Take apprenticeships, for example. The funding available through the apprenticeship levy in England was over £2.5bn in 2020, with around £80m available to teach digital skills. e.g. software development, data analytics, UX design, digital marketing, etc.
As mentioned before, access to the levy is tough. But there are opportunities to sub-contract with existing providers. As well as identifying gaps (e.g. cyber, VR, UX) in the existing provision. Or, for a provider with deep pockets, to acquire a provider already on the levy.
Additionally, providers not on the levy can access funding for skills bootcamps. Over £8m in government funding was available in 2022 for learning providers teaching digital skills. It's still a nascent initiative, with more funding likely in 2023. See also, HTQ funding as mentioned earlier.
Elsewhere, an IFATE-aligned curriculum gives you access to government tenders. UK Trade and Investment (UKTI) estimate that public sector ICT expenditure in the country is worth £18bn (out of a nationwide total of £140bn): one of the largest ICT expenditures in Europe.
These initiatives all need programmes designed against IFATE standards. I’m not looking to start a company but, if I was so inclined, it seems like a bright place to start if you're launching a new EdTech company in England.
Jobs
Senior Learning Designer, Multiverse
Programme Manager - Skills Bootcamps, OpenClassrooms
Further Reading
Higher Technical Education Skills Injection Fund
The Growth Fund is now called the Skills Injection Fund. In July, the Department for Education opened the applications for the £32 million fund.
The DfE said the fund aims to create extra "capacity to grow and deliver high quality level 4/5 provision and HTQs”.

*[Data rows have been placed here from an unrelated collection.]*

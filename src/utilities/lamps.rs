/// The three door lamps, lit from the left as the door closes.
#[derive(serde::Serialize, Debug, Clone, Copy, PartialEq, Eq)]
pub struct DoorLamps(pub [bool; 3]);

impl DoorLamps {
    pub fn as_string(self) -> String {
        self.0.iter().map(|lit| if *lit { '#' } else { '.' }).collect()
    }
}

/// Up/down indicator pair. Exactly one of them is lit.
#[derive(serde::Serialize, Debug, Clone, Copy, PartialEq, Eq)]
pub struct DirectionLamps {
    pub up: bool,
    pub down: bool,
}

impl DirectionLamps {
    pub fn from_going_up(going_up: bool) -> Self {
        DirectionLamps {
            up: going_up,
            down: !going_up,
        }
    }

    pub fn as_string(self) -> String {
        if self.up {
            String::from("up")
        } else {
            String::from("down")
        }
    }
}

/// State of the motor pulse pin and the rate it is toggled at.
#[derive(serde::Serialize, Debug, Clone, Copy, PartialEq, Eq)]
pub struct MotorPulse {
    pub hz: u32,
    pub level: bool,
}

impl MotorPulse {
    /// One hertz per 10 ft/s, never slower than 1 Hz.
    pub fn rate_for(speed: f32) -> u32 {
        if speed > 0.0 {
            ((speed / 10.0).floor() as u32).max(1)
        } else {
            1
        }
    }

    pub fn as_string(self) -> String {
        format!("{} Hz {}", self.hz, if self.level { "high" } else { "low" })
    }
}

The funding is available for new occupational routes in digital, construction, health and science. For September 2023 or January 2024 delivery.
Skills Bootcamp Wave 3 providers
We're starting to hear which providers secured funding for Skills Bootcamps in Wave 3. Northcoders nabbed £4 million government funding to deliver software development training. Skills City has £3.5m to deliver Cyber training, while OpenClassrooms also secured an undisclosed amount of funding. I'm basing this on the fact they’re hiring a Programme Manager who will head up their “first large-scale government sponsored programme in England”. The initiative is in partnership with Gloucestershire College. £60m in overall funding was made available by DfE.
UK model for apprenticeships
As Sophie Ruddock commented on the recent EdTech Insiders podcast, many US companies look to the German and Swiss models of apprenticeships as the gold standard to replicate in the States. But this is a mistake, says Ruddock.
“The Swiss and German models have been around for centuries and it’s so embedded in their education system,” she says. “Vocational and academic routes are held in equal esteem. If we were to do this in the States it would require a total overhaul of the K-12 system.
“Because you need to have people select their route (vocational or academic) at age 14. If we want to create genuine pathways without requiring an overhaul of the entire system, the UK system is a better model for the States. As the choice happens post-high school and allows people to make that choice at age 18–20.”
Until next time.
References
Disclosure: I worked at WhiteHat/Multiverse from 2019–2021.
The UK standard framework runs from Level 2 to Level 7, with Level 2 being equivalent to GCSE’s (aged 16), Level 3 to A-Levels (aged 18), 4,5,6 & 7 to each of the years of a university degree (e.g. Level 4 = foundation year / first year of university; Level 7 = Masters degree).
Digital Marketing is included in the Multiverse table as the UK Government doesn’t provide data distinguished by standard at the framework level. Therefore, the estimated revenue is an average of the two standards.